Further, Colvin J (at [81]) held that the requirement that the shortfall be covered by a customer cash contribution ensured that the price paid for the 'connection and distribution services was profitable'.

Transferred assets

Colvin J at [93] and Thawley J at [116] (with whom Logan J both agreed) rejected the Commissioner's contention that Option 2 resulted in the distributors receiving the amount of the customer contribution as ordinary income on the basis that there was no obligation on customers to make any payment to the distributors under Option 2. Rather, the obligation on the customer was to undertake the contestable works and to transfer the assets to the relevant distributor, and the obligation on the distributors was to pay the rebate to the customer and provide the connection.

As a result, the issue to be determined was the amount to be brought to account as income pursuant to paragraph 21A(2)(a) of the ITAA 1936 in relation to the non-cash business benefits received by the distributors from customers, being the arm's length value of the transferred assets reduced by the recipient's contribution (if any).

Arm's length value is relevantly defined in subsection 21A(5) of the ITAA 1936 as follows:

arm's length value, in relation to a non-cash business benefit, means:

(a)
the amount that the recipient could reasonably be expected to have been required to pay to obtain the benefit from the provider under a transaction where the parties to the transaction are dealing with each other at arm' s length in relation to the transaction ...

It was common ground that the transferred assets were received by the distributors on revenue account, the distributors and customers were dealing with each other at arm's length, and the amount of the recipient's contribution was equal to the rebate.

Their Honours ultimately concluded that the arm's length value of the transferred assets was an amount equal to the rebate. In coming to this conclusion, their Honours focused on the regulated market in which the actual parties transacted and the effect that the regulations had on arm's length dealings in those circumstances. In particular, their Honours observed that where the distributors were required to provide an 'uneconomic connection' the customer could be required to bear the shortfall. Therefore the distributors could only reasonably be expected to pay the rebate for the transferred assets, rather than the full amount of the estimated costs of the contestable work undertaken by the customer (at [26], [30], [36], [41], [96], [98-99], [103-104], and [123]).

Colvin J considered that the test requires regard to be had to the manner in which the events have occurred (at [94]) or the form of transaction (at [104]). His Honour observed at [105] that for an Option 2 'uneconomic connection', Guideline 14 did not impose an obligation on the customer to pay the shortfall to the distributor. Rather, it required the distributor to connect the customer to the electricity distribution network, but only if the customer bore the burden of the shortfall. Hence, his Honour held at [105] that the amount the distributor could reasonably have been expected to pay for the benefit of the transferred assets was the estimated cost of construction less the shortfall.

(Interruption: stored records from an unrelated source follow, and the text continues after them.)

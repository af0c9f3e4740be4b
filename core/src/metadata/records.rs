use crate::types::{Laterality, ViewCode};
use std::path::PathBuf;

/// One row of the image crosswalk with its resolved file path
#[derive(Debug, Clone, PartialEq)]
pub struct ImageRecord {
    pub subject_id: String,
    pub exam_index: u32,
    pub image_index: u32,
    pub laterality: Laterality,
    pub view: ViewCode,
    pub path: PathBuf,
    /// Resolved cancer label, `None` when unknown
    pub cancer: Option<u8>,
}

/// Clinical fields from the exam manifest
#[derive(Debug, Clone, Default, PartialEq)]
pub struct ExamClinical {
    pub cancer_l: Option<u8>,
    pub cancer_r: Option<u8>,
    pub inv_l: Option<u8>,
    pub inv_r: Option<u8>,
    pub age: Option<f32>,
    pub implant_now: Option<u8>,
}

impl ExamClinical {
    /// Cancer label of one breast
    pub fn cancer(&self, laterality: Laterality) -> Option<u8> {
        match laterality {
            Laterality::Left => self.cancer_l,
            Laterality::Right => self.cancer_r,
            Laterality::Unknown => None,
        }
    }
}

/// Images of one breast within an exam
#[derive(Debug, Clone, Default, PartialEq)]
pub struct BreastImages {
    /// CC-like acquisitions (CC, XCCL, XCCM)
    pub cc: Vec<PathBuf>,
    /// MLO-like acquisitions (MLO, ML, LMO, LM)
    pub mlo: Vec<PathBuf>,
    pub cancer: Option<u8>,
}

impl BreastImages {
    pub fn is_empty(&self) -> bool {
        self.cc.is_empty() && self.mlo.is_empty()
    }

    /// CC candidates, falling back to the MLO images when no CC exists
    pub fn cc_or_fallback(&self) -> &[PathBuf] {
        if self.cc.is_empty() {
            &self.mlo
        } else {
            &self.cc
        }
    }

    /// MLO candidates, falling back to the CC images when no MLO exists
    pub fn mlo_or_fallback(&self) -> &[PathBuf] {
        if self.mlo.is_empty() {
            &self.cc
        } else {
            &self.mlo
        }
    }
}

/// One exam: both breasts of a subject at one visit
#[derive(Debug, Clone, PartialEq)]
pub struct ExamRecord {
    pub subject_id: String,
    pub exam_index: u32,
    pub left: BreastImages,
    pub right: BreastImages,
    pub clinical: Option<ExamClinical>,
}

impl ExamRecord {
    pub fn breast(&self, laterality: Laterality) -> Option<&BreastImages> {
        match laterality {
            Laterality::Left => Some(&self.left),
            Laterality::Right => Some(&self.right),
            Laterality::Unknown => None,
        }
    }

    /// Exam label: positive if either breast is
    pub fn label(&self) -> Option<u8> {
        match (self.left.cancer, self.right.cancer) {
            (Some(l), Some(r)) => Some(l.max(r)),
            _ => None,
        }
    }

    /// Both breasts carry images and labels
    pub fn is_complete(&self) -> bool {
        !self.left.is_empty() && !self.right.is_empty() && self.label().is_some()
    }
}

#[cfg(test)]
mod tests {
    use super::*;

    fn breast(cc: &[&str], mlo: &[&str], cancer: Option<u8>) -> BreastImages {
        BreastImages {
            cc: cc.iter().map(PathBuf::from).collect(),
            mlo: mlo.iter().map(PathBuf::from).collect(),
            cancer,
        }
    }

    #[test]
    fn test_view_fallback() {
        let b = breast(&[], &["m.png"], Some(0));
        assert_eq!(b.cc_or_fallback(), &[PathBuf::from("m.png")]);
        assert_eq!(b.mlo_or_fallback(), &[PathBuf::from("m.png")]);

        let b = breast(&["c.png"], &["m.png"], Some(0));
        assert_eq!(b.cc_or_fallback(), &[PathBuf::from("c.png")]);
        assert_eq!(b.mlo_or_fallback(), &[PathBuf::from("m.png")]);
    }

    #[test]
    fn test_exam_label_and_completeness() {
        let exam = ExamRecord {
            subject_id: "1".to_string(),
            exam_index: 1,
            left: breast(&["a"], &["b"], Some(0)),
            right: breast(&["c"], &[], Some(1)),
            clinical: None,
        };
        assert_eq!(exam.label(), Some(1));
        assert!(exam.is_complete());

        let missing = ExamRecord {
            right: breast(&[], &[], Some(0)),
            ..exam.clone()
        };
        assert!(!missing.is_complete());

        let unlabeled = ExamRecord {
            left: breast(&["a"], &["b"], None),
            ..exam
        };
        assert_eq!(unlabeled.label(), None);
        assert!(!unlabeled.is_complete());
    }

    #[test]
    fn test_clinical_cancer_by_side() {
        let clinical = ExamClinical {
            cancer_l: Some(1),
            cancer_r: Some(0),
            ..Default::default()
        };
        assert_eq!(clinical.cancer(Laterality::Left), Some(1));
        assert_eq!(clinical.cancer(Laterality::Right), Some(0));
        assert_eq!(clinical.cancer(Laterality::Unknown), None);
    }
}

Although agreeing with the reasons of Colvin J (at [3]), Logan J provided additional reasons. His Honour held at [26-27] that the test is objective and concerns not the transaction, but a transaction where the parties are dealing at arm's length. Further, at certain paragraphs (see [29], [32] and [41]), Logan J described the relevant test by reference to an electricity distributor and a new customer (rather than the actual parties). According to his Honour at [40], where the incremental cost is greater than the incremental revenue, it was not reasonable to expect the distributor to pay the estimated cost of construction of the transferred assets to obtain the benefit of the assets. Moreover, his Honour observed at [41] that the customer has agreed to bear part of the cost of the construction of the connection assets. The rebate also represented the extent to which the expected revenues from the connection would cover the expected costs. Hence, objectively the rebate is the amount that the distributor could reasonably be expected to pay to obtain the benefit of the transferred assets and was in fact the amount it paid.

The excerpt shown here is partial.